Colette, dans ce petit monde confiné, s’était très attachée à sa tante, ma maman Madeleine à qui elle disait « Tu es comme ma mère ».
Elle ne manquait pas la moindre occasion de venir à la maison puis qu’alors nous habitions la même petite ville.

À la nouvelle de son décès, des pans de souvenirs me sont revenus en mémoire : je me revois en poussette, traîné par elle en 1944 pour aller chercher du lait à la ferme, regardant le ciel avec inquiétude… car à cette époque, des vagues d’avions alliés sillonnaient souvent le ciel où nous habitions alors pour aller bombarder l’Allemagne nazie.

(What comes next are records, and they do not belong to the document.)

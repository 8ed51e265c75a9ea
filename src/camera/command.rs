//! Camera backed by an external still-capture command

use super::Camera;
use crate::config::CameraConfig;
use crate::error::CameraError;
use crate::process::{expand_args, run_with_timeout};
use std::path::Path;
use std::time::Duration;

/// Runs e.g. `rpicam-still --nopreview --immediate -o {output}` per photo
pub struct CommandCamera {
    command: String,
    args: Vec<String>,
    timeout: Duration,
}

impl CommandCamera {
    pub fn new(config: &CameraConfig) -> Self {
        Self {
            command: config.command.clone(),
            args: config.args.clone(),
            timeout: Duration::from_secs(config.timeout_secs),
        }
    }

    /// Arguments for one capture
    fn args_for(&self, output: &Path) -> Vec<String> {
        let output = output.to_string_lossy();
        expand_args(&self.args, &[("output", &*output)])
    }
}

#[async_trait::async_trait]
impl Camera for CommandCamera {
    async fn capture(&mut self, output: &Path) -> Result<(), CameraError> {
        let args = self.args_for(output);
        tracing::debug!("Running {} {:?}", self.command, args);

        let result = run_with_timeout(&self.command, &args, None, self.timeout).await?;
        if !result.stderr.is_empty() {
            tracing::trace!("{}: {}", self.command, result.stderr);
        }
        Ok(())
    }

    fn name(&self) -> &str {
        &self.command
    }
}

#[cfg(test)]
mod tests {
    use super::*;
    use crate::error::CommandError;

    fn config(command: &str, args: &[&str]) -> CameraConfig {
        CameraConfig {
            command: command.to_string(),
            args: args.iter().map(|s| s.to_string()).collect(),
            timeout_secs: 5,
            photos_dir: None,
        }
    }

    #[test]
    fn test_output_placeholder() {
        let camera = CommandCamera::new(&CameraConfig::default());
        let args = camera.args_for(Path::new("/home/pi/photos/jdoe_alice_Y_N.jpg"));
        assert_eq!(
            args,
            vec![
                "--nopreview",
                "--immediate",
                "-o",
                "/home/pi/photos/jdoe_alice_Y_N.jpg"
            ]
        );
    }

    #[tokio::test]
    async fn test_command_writes_photo() {
        let dir = tempfile::tempdir().unwrap();
        let output = dir.path().join("shot.jpg");
        let mut camera = CommandCamera::new(&config("sh", &["-c", "echo jpeg > \"$0\"", "{output}"]));

        camera.capture(&output).await.unwrap();
        assert!(output.exists());
    }

    #[tokio::test]
    async fn test_command_failure() {
        let dir = tempfile::tempdir().unwrap();
        let mut camera = CommandCamera::new(&config("false", &[]));

        let result = camera.capture(&dir.path().join("shot.jpg")).await;
        assert!(matches!(
            result,
            Err(CameraError::Command(CommandError::NonZeroExit { .. }))
        ));
    }
}
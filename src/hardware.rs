//! Booth hardware context
//!
//! One camera and at most one trigger listener per process, owned by a
//! single value. `release` stops the listener and closes the camera; if the
//! context is dropped without it (panic, early return) the listener still
//! stops because its stop channel and event receiver are dropped with it.

use crate::camera::{Camera, CommandCamera};
use crate::config::Config;
use crate::error::BoothError;
use crate::trigger::{self, TriggerEvent, TriggerListener};
use tokio::sync::mpsc;

pub struct BoothHardware {
    camera: Box<dyn Camera>,
    trigger: Option<Box<dyn TriggerListener>>,
    events: Option<mpsc::Receiver<TriggerEvent>>,
    released: bool,
}

impl BoothHardware {
    /// Take ownership of the devices and start the trigger listener
    pub async fn acquire(
        camera: Box<dyn Camera>,
        mut trigger: Option<Box<dyn TriggerListener>>,
    ) -> Result<Self, BoothError> {
        let events = match trigger.as_mut() {
            Some(listener) => {
                tracing::info!("Trigger: {}", listener.describe());
                Some(listener.start().await?)
            }
            None => {
                tracing::info!("Trigger: space bar on the booth console");
                None
            }
        };

        Ok(Self {
            camera,
            trigger,
            events,
            released: false,
        })
    }

    /// Devices described by the configuration
    pub async fn from_config(config: &Config) -> Result<Self, BoothError> {
        let camera = Box::new(CommandCamera::new(&config.camera));
        let listener = trigger::create_listener(&config.trigger)?;
        Self::acquire(camera, listener).await
    }

    pub fn camera(&mut self) -> &mut dyn Camera {
        self.camera.as_mut()
    }

    /// Whether captures wait for a listener (false: space bar)
    pub fn has_trigger_listener(&self) -> bool {
        self.events.is_some()
    }

    /// Discard trigger events that arrived while nobody was waiting
    pub fn drain_triggers(&mut self) -> usize {
        let Some(events) = self.events.as_mut() else {
            return 0;
        };
        let mut drained = 0;
        while events.try_recv().is_ok() {
            drained += 1;
        }
        if drained > 0 {
            tracing::debug!("Ignored {} early trigger event(s)", drained);
        }
        drained
    }

    /// Next trigger event; `None` once the listener has stopped.
    /// Pends forever when there is no listener.
    pub async fn next_trigger(&mut self) -> Option<TriggerEvent> {
        match self.events.as_mut() {
            Some(events) => events.recv().await,
            None => std::future::pending().await,
        }
    }

    /// Forget a listener that stopped; captures fall back to the space bar
    pub fn drop_trigger_listener(&mut self) {
        self.events = None;
    }

    /// Stop the trigger listener and close the camera
    pub async fn release(mut self) {
        if let Some(mut listener) = self.trigger.take() {
            if let Err(e) = listener.stop().await {
                tracing::warn!("Failed to stop trigger listener: {}", e);
            }
        }
        self.events = None;

        if let Err(e) = self.camera.close().await {
            tracing::warn!("Failed to close camera: {}", e);
        }
        self.released = true;
        tracing::info!("Booth hardware released");
    }
}

impl Drop for BoothHardware {
    fn drop(&mut self) {
        if !self.released {
            tracing::warn!("Booth hardware dropped without release");
        }
    }
}
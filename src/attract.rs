//! Attract screen shown between participants
//!
//! Columns of random printable characters fall down the booth window until
//! someone presses a key.

use crate::display::{DisplaySurface, Key, Style};
use crate::error::DisplayError;
use rand::rngs::StdRng;
use rand::{Rng, SeedableRng};
use std::time::Duration;

/// Frame interval of the animation
pub const FRAME: Duration = Duration::from_millis(50);

/// Falling-character state, one head position per column
pub struct CodeRain {
    heads: Vec<i32>,
    rows: u16,
}

impl CodeRain {
    pub fn new(rows: u16, cols: u16, rng: &mut impl Rng) -> Self {
        Self {
            heads: (0..cols).map(|_| rng.gen_range(-20..=0)).collect(),
            rows,
        }
    }

    /// Advance every column one row.
    ///
    /// Returns the cells to draw as (row, col, char), and whether every
    /// column reached the bottom (the caller clears the window).
    pub fn tick(&mut self, rng: &mut impl Rng) -> (Vec<(u16, u16, char)>, bool) {
        let bottom = self.rows as i32 - 1;
        let mut cells = Vec::new();

        for (x, head) in self.heads.iter_mut().enumerate() {
            if *head < bottom {
                if *head >= 0 {
                    let c = char::from(rng.gen_range(33u8..=126));
                    cells.push((*head as u16, x as u16, c));
                }
                *head += 1;
            } else {
                *head = rng.gen_range(-20..=0);
            }
        }

        let wrapped = self.heads.iter().all(|&head| head >= bottom);
        if wrapped {
            for head in self.heads.iter_mut() {
                *head = rng.gen_range(-20..=0);
            }
        }
        (cells, wrapped)
    }
}

/// Run the animation until a key is pressed and return that key
pub async fn run(surface: &mut dyn DisplaySurface) -> Result<Key, DisplayError> {
    let mut rng = StdRng::from_entropy();
    let (rows, cols) = surface.size();
    let mut rain = CodeRain::new(rows, cols, &mut rng);

    surface.clear()?;
    loop {
        let (cells, wrapped) = rain.tick(&mut rng);
        if wrapped {
            surface.clear()?;
        }
        for (row, col, c) in cells {
            surface.put_text(row, col, c.encode_utf8(&mut [0; 4]), Style::Rain)?;
        }
        surface.flush()?;

        if let Some(key) = surface.poll_key(FRAME).await? {
            tracing::debug!("Attract screen dismissed");
            return Ok(key);
        }
    }
}

#[cfg(test)]
mod tests {
    use super::*;
    use crate::display::ScriptedSurface;

    #[test]
    fn test_cells_stay_inside_window() {
        let mut rng = StdRng::seed_from_u64(7);
        let mut rain = CodeRain::new(14, 55, &mut rng);

        for _ in 0..200 {
            let (cells, _) = rain.tick(&mut rng);
            for (row, col, c) in cells {
                assert!(row < 13);
                assert!(col < 55);
                assert!(c.is_ascii_graphic());
            }
        }
    }

    #[test]
    fn test_columns_eventually_fall() {
        let mut rng = StdRng::seed_from_u64(1);
        let mut rain = CodeRain::new(14, 3, &mut rng);
        let drawn: usize = (0..40).map(|_| rain.tick(&mut rng).0.len()).sum();
        assert!(drawn > 0);
    }

    #[tokio::test]
    async fn test_any_key_dismisses() {
        let mut surface = ScriptedSurface::new([Key::Char('q')]);
        let key = run(&mut surface).await.unwrap();
        assert_eq!(key, Key::Char('q'));
    }

    #[tokio::test]
    async fn test_closed_console_ends_animation() {
        let mut surface = ScriptedSurface::new(Vec::new());
        assert!(matches!(
            run(&mut surface).await,
            Err(DisplayError::InputClosed)
        ));
    }
}
fn default_card_name() -> String {
    "M-Card".to_string()
}

fn default_spool_delay() -> u64 {
    10
}

fn default_result_hold() -> u64 {
    5000
}

fn default_step_ms() -> u64 {
    1000
}

fn default_trigger_key() -> String {
    "CAMERA".to_string()
}

fn default_camera_command() -> String {
    "rpicam-still".to_string()
}

fn default_camera_args() -> Vec<String> {
    ["--nopreview", "--immediate", "-o", "{output}"]
        .iter()
        .map(|s| s.to_string())
        .collect()
}

fn default_camera_timeout() -> u64 {
    30
}

fn default_clusters() -> usize {
    8
}

fn default_median_kernel() -> u32 {
    7
}

fn default_threshold_block() -> u32 {
    9
}

fn default_threshold_offset() -> i32 {
    5
}

fn default_contrast() -> f32 {
    1.3
}

fn default_brightness() -> f32 {
    30.0
}

fn default_pad_top() -> u32 {
    280
}

fn default_pad_bottom() -> u32 {
    200
}

fn default_viewer_command() -> String {
    "feh".to_string()
}

fn default_viewer_args() -> Vec<String> {
    vec!["--fullscreen".to_string(), "--auto-zoom".to_string()]
}

fn default_domain() -> String {
    "umich.edu".to_string()
}

fn default_from() -> String {
    "photobooth@umich.edu".to_string()
}

fn default_subject() -> String {
    "Hello from PCAS!".to_string()
}

fn default_body() -> String {
    "Thanks for trying the PCAS SuperHero Booth!".to_string()
}

fn default_mail_command() -> String {
    "msmtp".to_string()
}

fn default_mail_args() -> Vec<String> {
    vec!["-t".to_string()]
}

fn default_mail_timeout() -> u64 {
    30000
}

À leur approche (parfois des centaines d’appareils), les sirènes hurlaient, signifiant que nous devions nous réfugier dans des abris répertoriés et prévus à l’avance pour la population. Le nôtre était la grande cave voûtée de nos voisins, pouvant accueillir une douzaine de personnes avec lesquels nous restions confinées (confinement de l’époque déjà), jusqu’ à ce que les sirènes, à nouveau, nous indiquent la fin de l’alerte.
Nous pouvions alors retourner chez nous et découvrir parfois de mauvaises surprises… comme le cratère creusé par une bombe dans notre jardin ou l’éclat d’obus qui détruit la porte de notre armoire.
Cette cousine, j’y reviendrai dans doute, a laissé tous ses biens matériels. Que reste-t-il maintenant de sa vie ? Que restera-t-il de mon passage sur la terre ?

A SUIVRE…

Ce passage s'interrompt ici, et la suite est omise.